### YOUR INSTRUCTIONS:
Among the lines of this listing, count those that include "jsonwebtoken" and state the count by itself.

^^^^^^^^

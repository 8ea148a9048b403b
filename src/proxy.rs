//! Stateless proxy with CANCEL propagation across forwarded branches.
use crate::{
    endpoint::{Endpoint, RequestHandler},
    message::{Message, Method, NameAddr, Request, Response},
    transaction::{make_cancel, make_response, ResponseSender},
    transport::SipAddr,
    Error, Result,
};
use async_trait::async_trait;
use std::{
    collections::HashMap,
    sync::{Arc, Mutex},
};
use tokio::sync::mpsc::unbounded_channel;
use tracing::{debug, info, warn};

/// Decides where an inbound request goes, typically by calling
/// [`Proxy::send`] one or more times.
#[async_trait]
pub trait ProxyRouter: Send + Sync {
    async fn route(
        &self,
        proxy: &Proxy,
        endpoint: &Endpoint,
        rq: Request,
        remote: SipAddr,
    ) -> Result<()>;
}

/// Top Via branch, protocol, host and port, Call-ID and CSeq number.
#[derive(Debug, Clone, PartialEq, Eq, Hash)]
pub struct ContextId {
    branch: String,
    protocol: String,
    host: String,
    port: Option<u16>,
    call_id: String,
    seq: u32,
}

impl TryFrom<&Message> for ContextId {
    type Error = Error;

    fn try_from(msg: &Message) -> Result<Self> {
        let headers = msg.headers();
        let (Some(via), Some(call_id), Some(cseq)) =
            (headers.top_via(), headers.call_id(), headers.cseq())
        else {
            return Err(Error::ProxyError("message without via, call-id or cseq".to_string()));
        };
        Ok(ContextId {
            branch: via.branch().unwrap_or_default().to_string(),
            protocol: via.protocol.to_ascii_uppercase(),
            host: via.host.clone(),
            port: via.port,
            call_id: call_id.to_string(),
            seq: cseq.seq,
        })
    }
}

#[derive(Default)]
struct ProxyContext {
    // prepared CANCEL per pending fork, keyed by the fork's branch
    cancellers: HashMap<String, Request>,
    cancelled: bool,
}

struct ProxyInner {
    contexts: Mutex<HashMap<ContextId, ProxyContext>>,
    router: Arc<dyn ProxyRouter>,
}

/// Request handler that keeps one context per inbound request so a later
/// CANCEL can reach every branch it was forwarded to.
#[derive(Clone)]
pub struct Proxy {
    inner: Arc<ProxyInner>,
}

impl Proxy {
    pub fn new(router: Arc<dyn ProxyRouter>) -> Self {
        Proxy {
            inner: Arc::new(ProxyInner {
                contexts: Mutex::new(HashMap::new()),
                router,
            }),
        }
    }

    /// Number of requests still awaiting a final response.
    pub fn len(&self) -> usize {
        self.inner.contexts.lock().map(|c| c.len()).unwrap_or(0)
    }

    pub fn is_empty(&self) -> bool {
        self.len() == 0
    }

    fn has_context(&self, id: &ContextId) -> bool {
        self.inner
            .contexts
            .lock()
            .map(|c| c.contains_key(id))
            .unwrap_or(false)
    }

    fn remove_context(&self, id: &ContextId) {
        if let Ok(mut contexts) = self.inner.contexts.lock() {
            contexts.remove(id);
        }
    }

    /// Forwards `msg` within its proxy context.
    ///
    /// A request's responses go to `tu`, or by default upstream with our
    /// Via removed. A final response ends the context. Messages without a
    /// context are sent as is.
    pub async fn send(
        &self,
        endpoint: &Endpoint,
        msg: Message,
        tu: Option<ResponseSender>,
    ) -> Result<()> {
        let id = ContextId::try_from(&msg)?;
        if !self.has_context(&id) {
            return endpoint.send(msg, tu).await;
        }
        match msg {
            Message::Request(rq) => self.forward_request(endpoint, id, rq, tu).await,
            Message::Response(rs) => self.forward_response(endpoint, &id, rs).await,
        }
    }

    async fn forward_request(
        &self,
        endpoint: &Endpoint,
        id: ContextId,
        rq: Request,
        tu: Option<ResponseSender>,
    ) -> Result<()> {
        let (rs_tx, mut rs_rx) = unbounded_channel();
        let route = rq.headers.route().to_vec();
        let original = rq.clone();
        let proxy = self.clone();
        let task_endpoint = endpoint.clone();
        tokio::spawn(async move {
            while let Some(rs) = rs_rx.recv().await {
                proxy
                    .track_fork(&task_endpoint, &id, &original, &route, &rs)
                    .await;
                match &tu {
                    Some(tu) => {
                        tu.send(rs).ok();
                    }
                    None => {
                        let mut rs = rs;
                        rs.headers.via_mut().remove(0);
                        if let Err(e) = proxy.forward_response(&task_endpoint, &id, rs).await {
                            warn!("cannot forward response upstream: {}", e);
                        }
                    }
                }
            }
        });
        endpoint.send(rq.into(), Some(rs_tx)).await
    }

    async fn forward_response(
        &self,
        endpoint: &Endpoint,
        id: &ContextId,
        rs: Response,
    ) -> Result<()> {
        if rs.status >= 200 {
            self.remove_context(id);
        }
        endpoint.send(rs.into(), None).await
    }

    /// Remembers how to cancel the fork a provisional response came from,
    /// or forgets it on its final response.
    async fn track_fork(
        &self,
        endpoint: &Endpoint,
        id: &ContextId,
        rq: &Request,
        route: &[NameAddr],
        rs: &Response,
    ) {
        let Some(via) = rs.headers.top_via() else {
            return;
        };
        let branch = via.branch().unwrap_or_default().to_string();
        let cancel_now = {
            let Ok(mut contexts) = self.inner.contexts.lock() else {
                return;
            };
            let Some(ctx) = contexts.get_mut(id) else {
                return;
            };
            if rs.status >= 200 {
                ctx.cancellers.remove(&branch);
                None
            } else if ctx.cancellers.contains_key(&branch) {
                None
            } else {
                let cancel = make_cancel(rq, via, route);
                ctx.cancellers.insert(branch.clone(), cancel.clone());
                ctx.cancelled.then_some(cancel)
            }
        };
        if let Some(cancel) = cancel_now {
            debug!(branch, "fork answered after CANCEL");
            if let Err(e) = endpoint.send(cancel.into(), None).await {
                warn!("cannot cancel fork {}: {}", branch, e);
            }
        }
    }

    async fn on_cancel(&self, endpoint: &Endpoint, rq: Request) -> Result<()> {
        let id = ContextId::try_from(&Message::Request(rq.clone()))?;
        let cancellers = self.inner.contexts.lock().ok().and_then(|mut contexts| {
            let ctx = contexts.get_mut(&id)?;
            ctx.cancelled = true;
            Some(ctx.cancellers.values().cloned().collect::<Vec<_>>())
        });

        let Some(cancellers) = cancellers else {
            debug!(call_id = %id.call_id, "CANCEL for unknown request");
            return endpoint.send(make_response(&rq, 481, None).into(), None).await;
        };
        endpoint.send(make_response(&rq, 200, None).into(), None).await?;
        info!(call_id = %id.call_id, forks = cancellers.len(), "cancelling forwarded request");
        for cancel in cancellers {
            if let Err(e) = endpoint.send(cancel.into(), None).await {
                warn!("cannot cancel fork: {}", e);
            }
        }
        Ok(())
    }
}

#[async_trait]
impl RequestHandler for Proxy {
    async fn handle(&self, endpoint: &Endpoint, rq: Request, remote: SipAddr) -> Result<()> {
        match rq.method {
            Method::Cancel => return self.on_cancel(endpoint, rq).await,
            // ACK gets no final response that would end a context
            Method::Ack => return self.inner.router.route(self, endpoint, rq, remote).await,
            _ => {}
        }

        let id = ContextId::try_from(&Message::Request(rq.clone()))?;
        if let Ok(mut contexts) = self.inner.contexts.lock() {
            contexts.insert(id.clone(), ProxyContext::default());
        }
        let result = self.inner.router.route(self, endpoint, rq, remote).await;
        if result.is_err() {
            self.remove_context(&id);
        }
        result
    }
}
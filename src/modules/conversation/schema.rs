use sqlx::prelude::FromRow;
use uuid::Uuid;

#[derive(Debug, Clone, FromRow)]
pub struct ConversationEntity {
    pub id: Uuid,
}
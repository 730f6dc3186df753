use crate::api::error;

#[derive(thiserror::Error, Debug)]
pub enum RelationshipError {
    #[error("A user cannot target themselves")]
    InvalidSelfReference,
    #[error("Users are already friends")]
    AlreadyFriends,
    #[error("Friend request already exists")]
    DuplicateRequest,
    #[error("Message must be at most 200 characters long")]
    MessageTooLong,
    #[error("A block exists between these users")]
    Blocked,
    #[error("{0} not found")]
    NotFound(&'static str),
    #[error("Relationship changed concurrently, retry the operation")]
    Conflict,
    #[error("Relationship store timed out")]
    Timeout,
    #[error(transparent)]
    Store(error::SystemError),
}

impl From<error::SystemError> for RelationshipError {
    fn from(value: error::SystemError) -> Self {
        match value {
            error::SystemError::Conflict(meta) => {
                if let Some(meta) = meta {
                    log::debug!("Relationship row conflict: {}", meta);
                }
                RelationshipError::Conflict
            }
            other => RelationshipError::Store(other),
        }
    }
}

impl From<tokio::time::error::Elapsed> for RelationshipError {
    fn from(_: tokio::time::error::Elapsed) -> Self {
        RelationshipError::Timeout
    }
}

impl From<RelationshipError> for error::Error {
    fn from(value: RelationshipError) -> Self {
        let message = value.to_string();
        match value {
            RelationshipError::InvalidSelfReference | RelationshipError::MessageTooLong => {
                error::Error::bad_request(message)
            }
            RelationshipError::AlreadyFriends
            | RelationshipError::DuplicateRequest
            | RelationshipError::Conflict => error::Error::conflict(message),
            RelationshipError::Blocked => error::Error::forbidden(message),
            RelationshipError::NotFound(_) => error::Error::not_found(message),
            RelationshipError::Timeout => error::Error::service_unavailable(message),
            RelationshipError::Store(err) => err.into(),
        }
    }
}
use actix_web::{http::StatusCode, HttpResponse, ResponseError};
use deadpool_redis::{redis::RedisError, CreatePoolError, PoolError};
use std::borrow::Cow;

use crate::ENV;

#[derive(thiserror::Error, Debug)]
pub enum Error {
    #[error("Bad Request: {0}")]
    BadRequest(Cow<'static, str>),
    #[error("Unauthorized: {0}")]
    Unauthorized(Cow<'static, str>),
    #[error("Forbidden: {0}")]
    Forbidden(Cow<'static, str>),
    #[error("Not Found: {0}")]
    NotFound(Cow<'static, str>),
    #[error("Conflict: {0}")]
    Conflict(Cow<'static, str>),
    #[error("Service Unavailable: {0}")]
    ServiceUnavailable(Cow<'static, str>),
    #[error("Internal Server Error")]
    InternalServer,
}

#[derive(serde::Serialize)]
pub struct ErrorBody {
    pub message: Cow<'static, str>,
}

impl Error {
    pub fn bad_request(msg: impl Into<Cow<'static, str>>) -> Self {
        Self::BadRequest(msg.into())
    }

    pub fn unauthorized(msg: impl Into<Cow<'static, str>>) -> Self {
        Self::Unauthorized(msg.into())
    }

    pub fn forbidden(msg: impl Into<Cow<'static, str>>) -> Self {
        Self::Forbidden(msg.into())
    }

    pub fn not_found(msg: impl Into<Cow<'static, str>>) -> Self {
        Self::NotFound(msg.into())
    }

    pub fn conflict(msg: impl Into<Cow<'static, str>>) -> Self {
        Self::Conflict(msg.into())
    }

    pub fn service_unavailable(msg: impl Into<Cow<'static, str>>) -> Self {
        Self::ServiceUnavailable(msg.into())
    }
}

impl ResponseError for Error {
    fn status_code(&self) -> StatusCode {
        match *self {
            Error::BadRequest(_) => StatusCode::BAD_REQUEST,
            Error::Unauthorized(_) => StatusCode::UNAUTHORIZED,
            Error::Forbidden(_) => StatusCode::FORBIDDEN,
            Error::NotFound(_) => StatusCode::NOT_FOUND,
            Error::Conflict(_) => StatusCode::CONFLICT,
            Error::ServiceUnavailable(_) => StatusCode::SERVICE_UNAVAILABLE,
            Error::InternalServer => StatusCode::INTERNAL_SERVER_ERROR,
        }
    }

    fn error_response(&self) -> HttpResponse {
        let header = ("Access-Control-Allow-Origin", ENV.frontend_url.as_str());
        let mut res = HttpResponse::build(self.status_code());

        res.insert_header(header);
        res.insert_header(("Access-Control-Allow-Credentials", "true"));

        match self {
            // Has Message
            Error::NotFound(msg)
            | Error::Conflict(msg)
            | Error::Unauthorized(msg)
            | Error::BadRequest(msg)
            | Error::Forbidden(msg)
            | Error::ServiceUnavailable(msg) => res.json(ErrorBody { message: msg.clone() }),
            // No Message
            Error::InternalServer => {
                res.json(ErrorBody { message: "Internal Server Error".into() })
            }
        }
    }
}

#[derive(thiserror::Error, Debug)]
pub enum SystemError {
    // jwt errors
    #[error("JWT Error")]
    JwtError(#[from] jsonwebtoken::errors::Error),
    // sqlx errors
    #[error("Database Error : {0}")]
    DatabaseError(Cow<'static, str>),
    // serde errors
    #[error("JSON Serialization/Deserialization Error")]
    JsonError(#[from] serde_json::Error),
    // redis errors
    #[error(transparent)]
    PoolInit(#[from] CreatePoolError),
    #[error("Redis pool error: {0}")]
    PoolGet(#[from] PoolError),
    #[error("Redis error")]
    RedisError(#[from] RedisError),
    // Custom Errors
    #[error("Database Not Found: {0}")]
    NotFound(Cow<'static, str>),
    #[error("Database Conflict: {0:?}")]
    Conflict(Option<DbErrorMeta>),
    #[error("Inconsistent relationship state: {0}")]
    Inconsistent(Cow<'static, str>),
    #[error("Internal System Error: {0}")]
    InternalError(Box<dyn std::error::Error + Send + Sync>),
}

#[derive(Debug)]
pub struct DbErrorMeta {
    pub code: Option<String>,
    pub constraint: Option<String>,
    pub message: String,
}

impl std::fmt::Display for DbErrorMeta {
    fn fmt(&self, f: &mut std::fmt::Formatter<'_>) -> std::fmt::Result {
        write!(
            f,
            "[{}] {} (constraint: {})",
            self.code.as_deref().unwrap_or("-"),
            self.message,
            self.constraint.as_deref().unwrap_or("-")
        )
    }
}

impl From<SystemError> for Error {
    fn from(value: SystemError) -> Self {
        match value {
            SystemError::NotFound(msg) => Error::NotFound(msg),
            SystemError::Conflict(meta) => {
                if let Some(meta) = meta {
                    log::debug!("Conflict: {}", meta);
                }
                Error::Conflict("Relationship changed concurrently, retry the operation".into())
            }
            _ => {
                log::error!("Internal Server Error: {:?}", value);
                Error::InternalServer
            }
        }
    }
}

impl From<sqlx::Error> for SystemError {
    fn from(err: sqlx::Error) -> Self {
        if let sqlx::Error::Database(db_err) = &err {
            match db_err.code().as_deref() {
                Some("23505") => {
                    return SystemError::Conflict(Some(DbErrorMeta {
                        code: db_err.code().map(|s| s.to_string()),
                        constraint: db_err.constraint().map(|s| s.to_string()),
                        message: db_err.message().to_string(),
                    }));
                }
                Some("42P01") => {
                    return SystemError::NotFound("Resource not found".into());
                }
                _ => {
                    log::error!("Unhandled DB error: {:?}", db_err);
                    return SystemError::DatabaseError(db_err.message().to_string().into());
                }
            }
        }
        log::error!("{:?}", err);
        SystemError::InternalError(Box::new(err))
    }
}

impl SystemError {
    pub fn inconsistent(msg: impl Into<Cow<'static, str>>) -> Self {
        Self::Inconsistent(msg.into())
    }
}
use uuid::Uuid;

use crate::api::error;

/// Direct-message channel provisioning owned by the messaging subsystem.
///
/// `ensure_exists` must be idempotent: calling it for a pair that already
/// shares a direct conversation returns that conversation's id.
#[async_trait::async_trait]
pub trait DirectChannelProvisioner: Send + Sync {
    async fn ensure_exists(&self, user_a: &Uuid, user_b: &Uuid)
    -> Result<Uuid, error::SystemError>;
}
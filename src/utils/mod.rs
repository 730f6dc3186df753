use actix_web::{web, FromRequest};
use futures_util::future::LocalBoxFuture;
use jsonwebtoken::{decode, encode, Algorithm, DecodingKey, EncodingKey, Header, Validation};
use serde::{Deserialize, Serialize};
use validator::Validate;

use crate::api::error;

/// Access-token claims issued by the auth service. Only `sub` is consumed here.
#[derive(Debug, Clone, Serialize, Deserialize)]
pub struct Claims {
    pub sub: uuid::Uuid,
    pub iat: u64,
    pub exp: u64,
}

impl Claims {
    #[allow(unused)]
    pub fn new(sub: &uuid::Uuid, exp: u64) -> Self {
        let now = chrono::Utc::now().timestamp() as u64;
        Claims { sub: *sub, iat: now, exp: now + exp }
    }

    #[allow(unused)]
    pub fn encode(&self, secret: &[u8]) -> Result<String, error::SystemError> {
        let header = Header::new(Algorithm::HS256);
        let token = encode(&header, self, &EncodingKey::from_secret(secret))?;
        Ok(token)
    }

    pub fn decode(token: &str, secret: &[u8]) -> Result<Self, error::SystemError> {
        let mut validation = Validation::new(Algorithm::HS256);
        validation.validate_exp = true;
        validation.validate_nbf = false;
        let token_data = decode::<Self>(token, &DecodingKey::from_secret(secret), &validation)?;
        Ok(token_data.claims)
    }
}

pub struct ValidatedJson<T>(pub T);

impl<T> FromRequest for ValidatedJson<T>
where
    T: Validate + serde::de::DeserializeOwned + 'static,
{
    type Error = error::Error;
    type Future = LocalBoxFuture<'static, Result<Self, Self::Error>>;

    fn from_request(
        req: &actix_web::HttpRequest,
        payload: &mut actix_web::dev::Payload,
    ) -> Self::Future {
        let fut = web::Json::<T>::from_request(req, payload);

        Box::pin(async move {
            let json = fut.await.map_err(|e| error::Error::bad_request(e.to_string()))?;
            let model = json.into_inner();
            model.validate().map_err(|e| error::Error::bad_request(e.to_string()))?;
            Ok(ValidatedJson(model))
        })
    }
}

#[cfg(test)]
mod tests {
    use super::*;
    use uuid::Uuid;

    #[test]
    fn test_claims_round_trip() {
        let id = Uuid::now_v7();
        let token = Claims::new(&id, 900).encode(b"secret").unwrap();
        let claims = Claims::decode(&token, b"secret").unwrap();
        assert_eq!(claims.sub, id);
    }

    #[test]
    fn test_claims_wrong_secret() {
        let token = Claims::new(&Uuid::now_v7(), 900).encode(b"secret").unwrap();
        assert!(matches!(
            Claims::decode(&token, b"other"),
            Err(error::SystemError::JwtError(_))
        ));
    }
}
use crate::modules::relationship::handle::*;
use actix_web::web::{scope, ServiceConfig};

pub fn configure(cfg: &mut ServiceConfig) {
    // `/{user_id}` last so the literal segments win.
    cfg.service(
        scope("/relationships")
            .service(send_friend_request)
            .service(accept_friend_request)
            .service(reject_friend_request)
            .service(cancel_friend_request)
            .service(remove_friend)
            .service(block_user)
            .service(unblock_user)
            .service(list_friends)
            .service(list_friend_requests)
            .service(list_blocked_users)
            .service(get_relationship),
    );
}
use actix_web::{delete, get, post, put, web, HttpRequest};
use uuid::Uuid;

use crate::{
    api::{error, success},
    middlewares::get_extensions,
    modules::relationship::{
        model::{
            FriendRequestBody, FriendRequestResponse, FriendResponse, RelationshipResponse,
            Removal, RequestOutcome,
        },
        schema::{BlockEntity, FriendRequestEntity, FriendshipEntity},
        service::RelationshipService,
    },
    utils::{Claims, ValidatedJson},
};

#[post("/requests")]
pub async fn send_friend_request(
    relationship_service: web::Data<RelationshipService>,
    body: ValidatedJson<FriendRequestBody>,
    req: HttpRequest,
) -> Result<success::Success<RequestOutcome>, error::Error> {
    let sender_id = get_extensions::<Claims>(&req)?.sub;
    let FriendRequestBody { recipient_id, message } = body.0;

    let outcome =
        relationship_service.send_friend_request(sender_id, recipient_id, message).await?;

    let response = match outcome {
        RequestOutcome::Pending(_) => {
            success::Success::created(Some(outcome)).message("Friend request sent successfully")
        }
        RequestOutcome::Accepted(_) => {
            success::Success::ok(Some(outcome)).message("You are now friends")
        }
    };
    Ok(response)
}

#[post("/requests/{user_id}/accept")]
pub async fn accept_friend_request(
    relationship_service: web::Data<RelationshipService>,
    sender_id: web::Path<Uuid>,
    req: HttpRequest,
) -> Result<success::Success<FriendshipEntity>, error::Error> {
    let receiver_id = get_extensions::<Claims>(&req)?.sub;
    let friendship = relationship_service.accept_friend_request(receiver_id, *sender_id).await?;

    Ok(success::Success::ok(Some(friendship)).message("Friend request accepted successfully"))
}

#[post("/requests/{user_id}/reject")]
pub async fn reject_friend_request(
    relationship_service: web::Data<RelationshipService>,
    sender_id: web::Path<Uuid>,
    req: HttpRequest,
) -> Result<success::Success<FriendRequestEntity>, error::Error> {
    let receiver_id = get_extensions::<Claims>(&req)?.sub;
    let request = relationship_service.reject_friend_request(receiver_id, *sender_id).await?;

    Ok(success::Success::ok(Some(request)).message("Friend request rejected"))
}

#[delete("/requests/{user_id}")]
pub async fn cancel_friend_request(
    relationship_service: web::Data<RelationshipService>,
    receiver_id: web::Path<Uuid>,
    req: HttpRequest,
) -> Result<success::Success<FriendRequestEntity>, error::Error> {
    let sender_id = get_extensions::<Claims>(&req)?.sub;
    let request = relationship_service.cancel_friend_request(sender_id, *receiver_id).await?;

    Ok(success::Success::ok(Some(request)).message("Friend request cancelled"))
}

#[delete("/friends/{user_id}")]
pub async fn remove_friend(
    relationship_service: web::Data<RelationshipService>,
    friend_id: web::Path<Uuid>,
    req: HttpRequest,
) -> Result<success::Success<Removal>, error::Error> {
    let user_id = get_extensions::<Claims>(&req)?.sub;
    let removal = relationship_service.remove_friend(user_id, *friend_id).await?;

    let message = match removal {
        Removal::Friendship(_) => "Friend removed successfully",
        Removal::Request(_) => "Friend request cancelled",
    };
    Ok(success::Success::ok(Some(removal)).message(message))
}

#[put("/blocks/{user_id}")]
pub async fn block_user(
    relationship_service: web::Data<RelationshipService>,
    target_id: web::Path<Uuid>,
    req: HttpRequest,
) -> Result<success::Success<BlockEntity>, error::Error> {
    let blocker_id = get_extensions::<Claims>(&req)?.sub;
    let block = relationship_service.block_user(blocker_id, *target_id).await?;

    Ok(success::Success::ok(Some(block)).message("User blocked"))
}

#[delete("/blocks/{user_id}")]
pub async fn unblock_user(
    relationship_service: web::Data<RelationshipService>,
    target_id: web::Path<Uuid>,
    req: HttpRequest,
) -> Result<success::Success<BlockEntity>, error::Error> {
    let blocker_id = get_extensions::<Claims>(&req)?.sub;
    let block = relationship_service.unblock_user(blocker_id, *target_id).await?;

    Ok(success::Success::ok(Some(block)).message("User unblocked"))
}

#[get("/friends")]
pub async fn list_friends(
    relationship_service: web::Data<RelationshipService>,
    req: HttpRequest,
) -> Result<success::Success<Vec<FriendResponse>>, error::Error> {
    let user_id = get_extensions::<Claims>(&req)?.sub;
    let friends = relationship_service.get_friends(user_id).await?;

    Ok(success::Success::ok(Some(friends)).message("Friends retrieved successfully"))
}

#[get("/requests")]
pub async fn list_friend_requests(
    relationship_service: web::Data<RelationshipService>,
    req: HttpRequest,
) -> Result<success::Success<Vec<FriendRequestResponse>>, error::Error> {
    let user_id = get_extensions::<Claims>(&req)?.sub;
    let requests = relationship_service.get_friend_requests(user_id).await?;

    Ok(success::Success::ok(Some(requests)).message("Friend requests retrieved successfully"))
}

#[get("/blocks")]
pub async fn list_blocked_users(
    relationship_service: web::Data<RelationshipService>,
    req: HttpRequest,
) -> Result<success::Success<Vec<BlockEntity>>, error::Error> {
    let user_id = get_extensions::<Claims>(&req)?.sub;
    let blocks = relationship_service.get_blocked_users(user_id).await?;

    Ok(success::Success::ok(Some(blocks)).message("Blocked users retrieved successfully"))
}

#[get("/{user_id}")]
pub async fn get_relationship(
    relationship_service: web::Data<RelationshipService>,
    other_id: web::Path<Uuid>,
    req: HttpRequest,
) -> Result<success::Success<RelationshipResponse>, error::Error> {
    let user_id = get_extensions::<Claims>(&req)?.sub;
    let state = relationship_service.relationship(user_id, *other_id).await?;

    Ok(success::Success::ok(Some(RelationshipResponse { user_id: *other_id, state })))
}
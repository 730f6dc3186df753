use uuid::Uuid;

use crate::{
    api::error,
    modules::relationship::schema::{
        BlockEntity, FriendRequestEntity, FriendshipEntity, PairKey, RelationshipState,
    },
};

/// Atomic unit scoped to one unordered pair.
///
/// The pair lock is held from `RelationshipStore::begin` until the unit is
/// committed or dropped. Dropping without `commit` discards every mutation.
/// All user arguments must belong to the locked pair.
#[async_trait::async_trait]
pub trait PairTransaction: Send {
    fn pair(&self) -> PairKey;

    async fn state(&mut self) -> Result<RelationshipState, error::SystemError>;

    async fn find_friendship(
        &mut self,
        user_id_a: &Uuid,
        user_id_b: &Uuid,
    ) -> Result<Option<FriendshipEntity>, error::SystemError>;

    async fn find_request(
        &mut self,
        sender_id: &Uuid,
        receiver_id: &Uuid,
    ) -> Result<Option<FriendRequestEntity>, error::SystemError>;

    async fn find_block(
        &mut self,
        blocker_id: &Uuid,
        blocked_id: &Uuid,
    ) -> Result<Option<BlockEntity>, error::SystemError>;

    /// Fails with `SystemError::Conflict` if the pair already has a friendship.
    async fn create_friendship(
        &mut self,
        user_id_a: &Uuid,
        user_id_b: &Uuid,
    ) -> Result<FriendshipEntity, error::SystemError>;

    async fn delete_friendship(
        &mut self,
        user_id_a: &Uuid,
        user_id_b: &Uuid,
    ) -> Result<bool, error::SystemError>;

    /// Fails with `SystemError::Conflict` on a duplicate `(sender, receiver)`.
    async fn create_request(
        &mut self,
        sender_id: &Uuid,
        receiver_id: &Uuid,
        message: &Option<String>,
    ) -> Result<FriendRequestEntity, error::SystemError>;

    async fn delete_request(
        &mut self,
        sender_id: &Uuid,
        receiver_id: &Uuid,
    ) -> Result<bool, error::SystemError>;

    /// Idempotent: returns the existing row when the block is already there.
    async fn create_block(
        &mut self,
        blocker_id: &Uuid,
        blocked_id: &Uuid,
    ) -> Result<BlockEntity, error::SystemError>;

    async fn delete_block(
        &mut self,
        blocker_id: &Uuid,
        blocked_id: &Uuid,
    ) -> Result<bool, error::SystemError>;

    async fn commit(self: Box<Self>) -> Result<(), error::SystemError>;
}

/// Durable friendship, request and block storage.
///
/// Mutations only happen through a `PairTransaction`. The remaining reads are
/// lock-free snapshots and may trail an in-flight transition.
#[async_trait::async_trait]
pub trait RelationshipStore: Send + Sync {
    async fn begin(
        &self,
        user_id_a: &Uuid,
        user_id_b: &Uuid,
    ) -> Result<Box<dyn PairTransaction>, error::SystemError>;

    async fn find_friendship(
        &self,
        user_id_a: &Uuid,
        user_id_b: &Uuid,
    ) -> Result<Option<FriendshipEntity>, error::SystemError>;

    async fn is_blocked(
        &self,
        user_id_a: &Uuid,
        user_id_b: &Uuid,
    ) -> Result<bool, error::SystemError>;

    async fn relationship_state(
        &self,
        user_id_a: &Uuid,
        user_id_b: &Uuid,
    ) -> Result<RelationshipState, error::SystemError>;

    async fn list_friendships(
        &self,
        user_id: &Uuid,
    ) -> Result<Vec<FriendshipEntity>, error::SystemError>;

    /// Incoming and outgoing requests, oldest first.
    async fn list_requests(
        &self,
        user_id: &Uuid,
    ) -> Result<Vec<FriendRequestEntity>, error::SystemError>;

    /// Blocks issued by `user_id`.
    async fn list_blocks(&self, user_id: &Uuid) -> Result<Vec<BlockEntity>, error::SystemError>;
}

^^^^^^^^

### RESULT OF THE TASK:
2